Koreksi Axcel pada perempuan yang ia tahu bernama Anya.

“Maksudku, kenapa manggilnya langsung kamu atau langsung nama? Kan umurku lebih tua. Sopannya itu pakai Mbak atau Kak baru nama.”

“Baru kali ini aku mendengarnya.”

Axcel mengangguk-angguk, seolah memperoleh pengetahuan baru.

“Sama ibumu nggak pernah diajari?”

Axcel menggeleng. Pernyataan selanjutnya membuat Anya cukup terkejut sebab wanita yang bersamanya tadi bukan ibunya. Axcel memanggilnya Nichole. Axcel tidak pernah bertemu dengan seseorang yang disebut ibu. Nichole satu-satunya yang ia punyai dalam hidup.

“Anya aku pesan lagi!”

Piring kosongnya ia ulurkan pada Anya. Anya pun melakukan sesuai kemauan pelanggan kecilnya. Nichole belum datang. Sesungguhnya Anya tidak enak hati hanya duduk-duduk tanpa membantu Fani dan Gadhing mengepak banyak pesanan dalam kotak-kotak kardus. Gadhing bilang tidak apa-apa lantaran menjaga Axcel juga permintaan pelanggan.

“Ayo Anya kamu juga makan! Biar aku yang bayar! Aku nggak mau makan sendirian lagi.”

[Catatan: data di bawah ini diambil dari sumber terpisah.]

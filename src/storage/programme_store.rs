//! Term and programme storage operations.

use std::collections::HashSet;

use chrono::NaiveDate;
use rusqlite::{params, Connection, OptionalExtension, Row};
use uuid::Uuid;

use crate::members::Section;
use crate::programme::types::Term;
use crate::storage::database::{get_date, get_enum, get_uuid, DatabaseError};

/// Programme store.
pub struct ProgrammeStore<'a> {
    conn: &'a Connection,
}

impl<'a> ProgrammeStore<'a> {
    /// Create a new programme store with the given connection.
    pub fn new(conn: &'a Connection) -> Self {
        Self { conn }
    }

    /// Insert a new term.
    pub fn insert_term(&self, term: &Term) -> Result<(), DatabaseError> {
        self.conn.execute(
            "INSERT INTO terms (id, section, title, start_date, end_date)
             VALUES (?1, ?2, ?3, ?4, ?5)",
            params![
                term.id.to_string(),
                term.section.as_str(),
                term.title,
                term.start_date.to_string(),
                term.end_date.to_string(),
            ],
        )?;
        Ok(())
    }

    /// Get a term by ID.
    pub fn get_term(&self, id: Uuid) -> Result<Option<Term>, DatabaseError> {
        Ok(self
            .conn
            .query_row(
                "SELECT id, section, title, start_date, end_date FROM terms WHERE id = ?1",
                params![id.to_string()],
                parse_term_row,
            )
            .optional()?)
    }

    /// List a section's terms, most recent first.
    pub fn list_terms(&self, section: Section) -> Result<Vec<Term>, DatabaseError> {
        let mut stmt = self.conn.prepare(
            "SELECT id, section, title, start_date, end_date FROM terms
             WHERE section = ?1 ORDER BY start_date DESC",
        )?;
        let rows = stmt.query_map(params![section.as_str()], parse_term_row)?;
        Ok(rows.collect::<Result<Vec<_>, _>>()?)
    }

    /// The section's term covering `date`, latest start wins on overlap.
    pub fn term_on(
        &self,
        section: Section,
        date: NaiveDate,
    ) -> Result<Option<Term>, DatabaseError> {
        Ok(self
            .conn
            .query_row(
                "SELECT id, section, title, start_date, end_date FROM terms
                 WHERE section = ?1 AND start_date <= ?2 AND end_date >= ?2
                 ORDER BY start_date DESC LIMIT 1",
                params![section.as_str(), date.to_string()],
                parse_term_row,
            )
            .optional()?)
    }

    /// Add a badge to a term's programme. Returns `false` if already scheduled.
    pub fn schedule_badge(&self, term_id: Uuid, badge_id: Uuid) -> Result<bool, DatabaseError> {
        let inserted = self.conn.execute(
            "INSERT INTO term_badges (term_id, badge_id) VALUES (?1, ?2)
             ON CONFLICT(term_id, badge_id) DO NOTHING",
            params![term_id.to_string(), badge_id.to_string()],
        )?;
        Ok(inserted > 0)
    }

    /// Remove a badge from a term's programme.
    pub fn unschedule_badge(&self, term_id: Uuid, badge_id: Uuid) -> Result<bool, DatabaseError> {
        let deleted = self.conn.execute(
            "DELETE FROM term_badges WHERE term_id = ?1 AND badge_id = ?2",
            params![term_id.to_string(), badge_id.to_string()],
        )?;
        Ok(deleted > 0)
    }

    /// Badges scheduled in one term.
    pub fn scheduled_badges(&self, term_id: Uuid) -> Result<Vec<Uuid>, DatabaseError> {
        let mut stmt = self
            .conn
            .prepare("SELECT badge_id FROM term_badges WHERE term_id = ?1")?;
        let rows = stmt.query_map(params![term_id.to_string()], |row| get_uuid(row, 0))?;
        Ok(rows.collect::<Result<Vec<_>, _>>()?)
    }

    /// Badges scheduled in any term running on `date`, across all sections.
    pub fn scheduled_badges_on(&self, date: NaiveDate) -> Result<HashSet<Uuid>, DatabaseError> {
        let mut stmt = self.conn.prepare(
            "SELECT DISTINCT tb.badge_id
             FROM term_badges tb
             JOIN terms t ON t.id = tb.term_id
             WHERE t.start_date <= ?1 AND t.end_date >= ?1",
        )?;
        let rows = stmt.query_map(params![date.to_string()], |row| get_uuid(row, 0))?;
        Ok(rows.collect::<Result<HashSet<_>, _>>()?)
    }
}

fn parse_term_row(row: &Row<'_>) -> rusqlite::Result<Term> {
    Ok(Term {
        id: get_uuid(row, 0)?,
        section: get_enum(row, 1, "section", Section::from_str)?,
        title: row.get(2)?,
        start_date: get_date(row, 3)?,
        end_date: get_date(row, 4)?,
    })
}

Ajak Axcel heboh. Anya menoleh pada Gadhing sembari memasang mimik bingung soal bagaimana cara menanggapi Axcel. Gadhing hanya mengangguk, gestur supaya Anya menuruti kemauan Axcel. Anya pamit sebentar untuk mengambil sepotong brownies untuk dirinya sendiri. Axcel menanti Anya dengan sabar. Kala sepatu Anya mendekat, Axcel menjadi bersemangat. Kunyahannya lebih cepat dari sebelumnya. Axcel merasakan hantaran ketidaknyamanan yang berasal dari Anya. Anya tampak kurang menikmati brownies Dalu. Tidak seperti Axcel. Axcel kemudian bangkit dari tempat duduknya dan meminta sebotol air pada Dede. Axcel pikir Anya kekurangan cairan sehingga terlihat suram.

“Terima kasih.”

Balas Anya pasrah. Tanpa sepatah kata pun dua orang yang berbeda usia itu menikmati brownies Dalu sampai habis. Axcel bersendawa cukup keras, membuatnya berkata ups. Seketika pipinya merah. Itu sangat memalukan sebab ia melakukannya di depan seorang gadis. Anya tersenyum melihat betapa menggemaskannya Axcel.

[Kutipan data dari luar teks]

//! Unit test modules.

mod chief_scout_test;
mod deficit_test;
mod evaluator_test;
mod staged_thresholds_test;
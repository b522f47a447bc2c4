//! Storage module for database and configuration.

pub mod award_store;
pub mod badge_store;
pub mod config;
pub mod database;
pub mod member_store;
pub mod programme_store;
pub mod progress_store;
pub mod schema;
pub mod stock_store;

pub use award_store::AwardStore;
pub use badge_store::BadgeStore;
pub use config::{AppConfig, ConfigError, RegressionPolicy, StagedCounter, StagedFamily};
pub use database::{begin_immediate, Database, DatabaseError};
pub use member_store::MemberStore;
pub use programme_store::ProgrammeStore;
pub use progress_store::ProgressStore;
pub use stock_store::StockStore;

Nichole kembali membawa dua tas belanja yang lumayan besar, oleh-oleh dari seseorang yang ditemuinya. Axcel semringah melihat kedatangannya. Begitu pula Anya. Ia lega sebab dapat kembali bekerja. Nichole meminta maaf pada Axcel dan mengucap terima kasih pada Anya. Brownies Nichole kedinginan karena AC. Anehnya, dingin membuat makanan itu terasa lebih nikmat. Nichole menghabiskannya dalam tiga kali suapan. Selepas itu Nichole membayar sekaligus menitipkan uang tip pada Dede untuk diberikan pada Anya.

“Apakah kau adalah pemilik tempat ini?”

Axcel mendekati Gadhing yang berdiri di belakang lemari kaca brownies.

“Itu benar.”

Aku Gadhing.

“Perlakukan Anya dengan baik, dan sampaikan terima kasihku pada Anya. Dia teman yang baik. Aku dan Nichole akan sering-sering ke sini dan mempromosikan tempat ini pada teman-temanku.”

Pesan sekaligus janji Axcel pada Gadhing.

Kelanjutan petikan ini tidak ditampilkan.